Yo cuando nací mi vida comenzó mal. Después de esa fiebre, empezó la lucha allá en casa. Mamá tenía manchas y papá empezó con los ojos, ya casi no veía. Después de esa fiebre.

Sí hasta el mismo cura nos prohibió ir a la iglesia. Por los otros, por el pueblo. Nos tenían miedo.

Dorotea nació en Galcedo, Chaco. Antes de ser derivada a Colonia Buenos Aires estuvo un mes en Isla del Cerrito, uno de los cinco leprosarios que funcionaban en el país.

- Nadie sabía de dónde venía esto. Ni los médicos sabían. Entraban al pabellón con una máscara, guantes, un delantal, todo. No entraban así nomás. Yo era perfecta. Sólo tenía unas manchitas acá, así, pero después del tratamiento se me fue todo (se lamenta de no tener una foto para mostrarme)

- Pero es así hijo…

Yo no lo perdono a dios si me mandó esto. No lo perdono. Si es que él me mandó esto y todavía después me deja ciega. Con lo que a mí gustaba leer, bordar, hacer crochet.

Yo no creo en nada más, no puedo…

Dorotea está siendo tratada de su depresión pero reconocen que en estos casos, poco o nada puede hacer la psiquiatría clásica. La problemática es muy compleja porque a muchos la institución los salvó. Pero a otros les quitó el mundo y - ¿Cómo se reinserta a esa gente en la sociedad, si hace cincuenta años que están internados? Se pregunta la Jefa del Servicio de salud mental Dra. María Cristina Pesce.

- Lo cierto es que todo lo que desde la salud pública les podemos dar, se los quitamos primero. Son comprensibles los arrebatos, los enojos de algunos pacientes. Este Hospital es su casa, su familia, su oficio, su torta de cumpleños, su cena de navidad y también su verdugo. Ese posicionamiento dual y tan extremo de la institución, mina los planes de reinserción desde sus cimientos. Toda la plantilla médica del hospital es conciente de esta situación. Nos manejamos con ciertas consideraciones, el lugar, su historia lo amerita.

La Comunidad

Un cartel blanco y azul indica el camino a seguir para llegar al cementerio. Hay que caminar algo más de un kilómetro por camino de tierra. Lo limita y delimita hacia el norte el Río Cascallares, única vía de escape para muchos durante años. De momento, hay 93 tumbas, no nichos, tumbas como las de las películas. Todas con sus respectivas lápidas de cemento y placas de acero cromado. Los epitafios no varían demasiado, es que a los muertos del Sommer, los honran sus pares.

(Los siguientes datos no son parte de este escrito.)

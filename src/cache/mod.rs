//! Persistent metadata cache.
//!
//! Uses SQLx with SQLite for a single `metadata` table keyed by locator.
//! Provides async operations for:
//! - Lookup with last-access refresh ([`MetadataCache::get`])
//! - Upsert of resolved descriptors ([`MetadataCache::put`])
//! - A one-shot retention sweep when the cache is opened
//!
//! The schema is upgraded in place: columns missing from an older database
//! are added with `ALTER TABLE`, existing rows are never dropped.
//!
//! # Example
//!
//! ```ignore
//! let cache = MetadataCache::open(Path::new("metadata.db"), 30).await?;
//! cache.put("https://example.com/watch?v=1", &descriptor).await?;
//! let hit = cache.get("https://example.com/watch?v=1").await?;
//! ```

use std::path::Path;

use sqlx::sqlite::{SqliteConnectOptions, SqlitePool, SqlitePoolOptions};

use crate::error::{ResultExt, Result};
use crate::model::{Descriptor, Provenance, unix_now};

/// Columns beyond the `locator` key, with their SQLite declarations.
///
/// New columns go at the end; `ensure_schema` adds any that an existing
/// database lacks.
const COLUMNS: &[(&str, &str)] = &[
    ("title", "TEXT"),
    ("artist", "TEXT"),
    ("album", "TEXT"),
    ("duration", "INTEGER"),
    ("genres", "TEXT"),
    ("year", "INTEGER"),
    ("track_number", "INTEGER"),
    ("fingerprint_id", "TEXT"),
    ("catalog_id", "TEXT"),
    ("confidence", "REAL"),
    ("provenance", "TEXT"),
    ("inserted_at", "REAL"),
    ("last_accessed", "REAL"),
    ("fingerprint_attempted", "INTEGER NOT NULL DEFAULT 0"),
];

const SECONDS_PER_DAY: f64 = 24.0 * 3600.0;

/// Database row for the metadata table.
///
/// Every column is optional so rows written by older schemas still load.
#[derive(Debug, sqlx::FromRow)]
struct CacheRow {
    title: Option<String>,
    artist: Option<String>,
    album: Option<String>,
    duration: Option<i64>,
    genres: Option<String>,
    year: Option<i64>,
    track_number: Option<i64>,
    fingerprint_id: Option<String>,
    catalog_id: Option<String>,
    confidence: Option<f64>,
    provenance: Option<String>,
    fingerprint_attempted: Option<i64>,
}

impl From<CacheRow> for Descriptor {
    fn from(row: CacheRow) -> Self {
        let defaults = Descriptor::default();
        Descriptor {
            title: row.title.unwrap_or(defaults.title),
            artist: row.artist.unwrap_or(defaults.artist),
            album: row.album.unwrap_or(defaults.album),
            duration_secs: row
                .duration
                .and_then(|d| u32::try_from(d).ok())
                .unwrap_or(0),
            genres: row
                .genres
                .and_then(|g| serde_json::from_str(&g).ok())
                .unwrap_or_default(),
            year: row.year.and_then(|y| i32::try_from(y).ok()),
            track_number: row.track_number.and_then(|n| u32::try_from(n).ok()),
            fingerprint_id: row.fingerprint_id,
            catalog_id: row.catalog_id,
            confidence: row.confidence.unwrap_or(0.0).clamp(0.0, 1.0) as f32,
            provenance: row
                .provenance
                .and_then(|p| p.parse().ok())
                .unwrap_or(Provenance::BaselineLookup),
            fingerprint_attempted: row.fingerprint_attempted.unwrap_or(0) != 0,
        }
    }
}

/// Key → descriptor store with age-based eviction.
///
/// The pool holds a single connection, which serializes reads and writes
/// coming from several workers.
#[derive(Debug, Clone)]
pub struct MetadataCache {
    pool: SqlitePool,
    max_age_days: u32,
}

impl MetadataCache {
    /// Open (or create) the cache database, upgrade its schema and sweep
    /// entries older than `max_age_days`.
    pub async fn open(path: &Path, max_age_days: u32) -> Result<Self> {
        if let Some(dir) = path.parent() {
            std::fs::create_dir_all(dir)
                .with_context(format!("creating cache directory {}", dir.display()))?;
        }

        let options = SqliteConnectOptions::new()
            .filename(path)
            .create_if_missing(true);
        let pool = SqlitePoolOptions::new()
            .max_connections(1)
            .connect_with(options)
            .await
            .with_context(format!("opening metadata cache {}", path.display()))?;

        let cache = Self { pool, max_age_days };
        cache
            .ensure_schema()
            .await
            .with_context("upgrading metadata cache schema")?;

        match cache.purge_expired().await {
            Ok(0) => {}
            Ok(removed) => {
                tracing::info!(target: "cache", removed, "Cleaned up old cache entries")
            }
            Err(e) => tracing::warn!(target: "cache", "Cache retention sweep failed: {}", e),
        }

        Ok(cache)
    }

    /// Create the table if needed and add any columns an older database lacks.
    async fn ensure_schema(&self) -> sqlx::Result<()> {
        let columns: Vec<String> = COLUMNS
            .iter()
            .map(|(name, decl)| format!("{} {}", name, decl))
            .collect();
        let create = format!(
            "CREATE TABLE IF NOT EXISTS metadata (locator TEXT PRIMARY KEY, {})",
            columns.join(", ")
        );
        sqlx::query(&create).execute(&self.pool).await?;

        let existing: Vec<(String,)> =
            sqlx::query_as("SELECT name FROM pragma_table_info('metadata')")
                .fetch_all(&self.pool)
                .await?;

        for (name, decl) in COLUMNS {
            if existing.iter().any(|(col,)| col == name) {
                continue;
            }
            tracing::info!(target: "cache", column = name, "Adding missing cache column");
            sqlx::query(&format!("ALTER TABLE metadata ADD COLUMN {} {}", name, decl))
                .execute(&self.pool)
                .await?;
        }

        // Rows from before the timestamp columns existed start their
        // retention window now
        let now = unix_now();
        for column in ["inserted_at", "last_accessed"] {
            sqlx::query(&format!(
                "UPDATE metadata SET {column} = ? WHERE {column} IS NULL"
            ))
            .bind(now)
            .execute(&self.pool)
            .await?;
        }

        for index in [
            "CREATE INDEX IF NOT EXISTS idx_metadata_inserted ON metadata(inserted_at)",
            "CREATE INDEX IF NOT EXISTS idx_metadata_catalog ON metadata(catalog_id)",
            "CREATE INDEX IF NOT EXISTS idx_metadata_fingerprint ON metadata(fingerprint_id)",
        ] {
            sqlx::query(index).execute(&self.pool).await?;
        }

        Ok(())
    }

    /// Delete entries inserted before the retention window.
    ///
    /// Returns the number of removed rows.
    pub async fn purge_expired(&self) -> sqlx::Result<u64> {
        let cutoff = unix_now() - f64::from(self.max_age_days) * SECONDS_PER_DAY;
        let result = sqlx::query("DELETE FROM metadata WHERE inserted_at < ?")
            .bind(cutoff)
            .execute(&self.pool)
            .await?;
        Ok(result.rows_affected())
    }

    /// Look up a descriptor and refresh its last-access time.
    ///
    /// A row whose columns hold values of the wrong type is deleted and
    /// reported as a miss.
    pub async fn get(&self, locator: &str) -> sqlx::Result<Option<Descriptor>> {
        let row = sqlx::query_as::<_, CacheRow>(
            r#"
            SELECT title, artist, album, duration, genres, year, track_number,
                   fingerprint_id, catalog_id, confidence, provenance, fingerprint_attempted
            FROM metadata WHERE locator = ?
            "#,
        )
        .bind(locator)
        .fetch_optional(&self.pool)
        .await;

        let row = match row {
            Ok(Some(row)) => row,
            Ok(None) => return Ok(None),
            Err(e @ (sqlx::Error::ColumnDecode { .. } | sqlx::Error::Decode(_))) => {
                tracing::warn!(target: "cache", locator, "Discarding corrupt cache entry: {}", e);
                sqlx::query("DELETE FROM metadata WHERE locator = ?")
                    .bind(locator)
                    .execute(&self.pool)
                    .await?;
                return Ok(None);
            }
            Err(e) => return Err(e),
        };

        sqlx::query("UPDATE metadata SET last_accessed = ? WHERE locator = ?")
            .bind(unix_now())
            .bind(locator)
            .execute(&self.pool)
            .await?;

        Ok(Some(row.into()))
    }

    /// Insert or overwrite the descriptor for a locator, resetting both timestamps.
    pub async fn put(&self, locator: &str, descriptor: &Descriptor) -> sqlx::Result<()> {
        let now = unix_now();
        let genres = serde_json::to_string(&descriptor.genres).unwrap_or_else(|_| "[]".into());

        sqlx::query(
            r#"
            INSERT INTO metadata (
                locator, title, artist, album, duration, genres, year, track_number,
                fingerprint_id, catalog_id, confidence, provenance,
                inserted_at, last_accessed, fingerprint_attempted
            )
            VALUES (?, ?, ?, ?, ?, ?, ?, ?, ?, ?, ?, ?, ?, ?, ?)
            ON CONFLICT(locator) DO UPDATE SET
                title = excluded.title,
                artist = excluded.artist,
                album = excluded.album,
                duration = excluded.duration,
                genres = excluded.genres,
                year = excluded.year,
                track_number = excluded.track_number,
                fingerprint_id = excluded.fingerprint_id,
                catalog_id = excluded.catalog_id,
                confidence = excluded.confidence,
                provenance = excluded.provenance,
                inserted_at = excluded.inserted_at,
                last_accessed = excluded.last_accessed,
                fingerprint_attempted = excluded.fingerprint_attempted
            "#,
        )
        .bind(locator)
        .bind(&descriptor.title)
        .bind(&descriptor.artist)
        .bind(&descriptor.album)
        .bind(i64::from(descriptor.duration_secs))
        .bind(genres)
        .bind(descriptor.year)
        .bind(descriptor.track_number.map(i64::from))
        .bind(&descriptor.fingerprint_id)
        .bind(&descriptor.catalog_id)
        .bind(f64::from(descriptor.confidence))
        .bind(descriptor.provenance.as_str())
        .bind(now)
        .bind(now)
        .bind(descriptor.fingerprint_attempted)
        .execute(&self.pool)
        .await?;

        Ok(())
    }

    /// Number of cached entries.
    pub async fn len(&self) -> sqlx::Result<i64> {
        let (count,): (i64,) = sqlx::query_as("SELECT COUNT(*) FROM metadata")
            .fetch_one(&self.pool)
            .await?;
        Ok(count)
    }
}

En su mayoría están firmados por La Comunidad y resaltan la lucha tenaz e incansable contra la enfermedad.

Es realmente fácil ganarse la amistad de estas personas, irradian afecto, como si todos estos años de reclusión forzada lo hubiesen estado conteniendo. Me despedí de todos los que pude y me prometí, les prometí, volver para la re-inauguración de la peña folklorica “La Alegría” a principios de octubre. Dory, por su parte, me invitó a su cumpleaños así que la veo en septiembre.

Me fui con el convencimiento de que a estas personas se las debe escuchar muy atentamente interviniendo lo menos posible, básicamente porque no hay parámetros compartidos. Yo pude estremecerme con algunos relatos y quedar al borde del llanto con los silencios de Dory pero, cómo darle real dimensión (no hablo sólo de empatía). No poder olvidar las tragedias individuales me llena de angustia, pero me pone más cerca de ellos.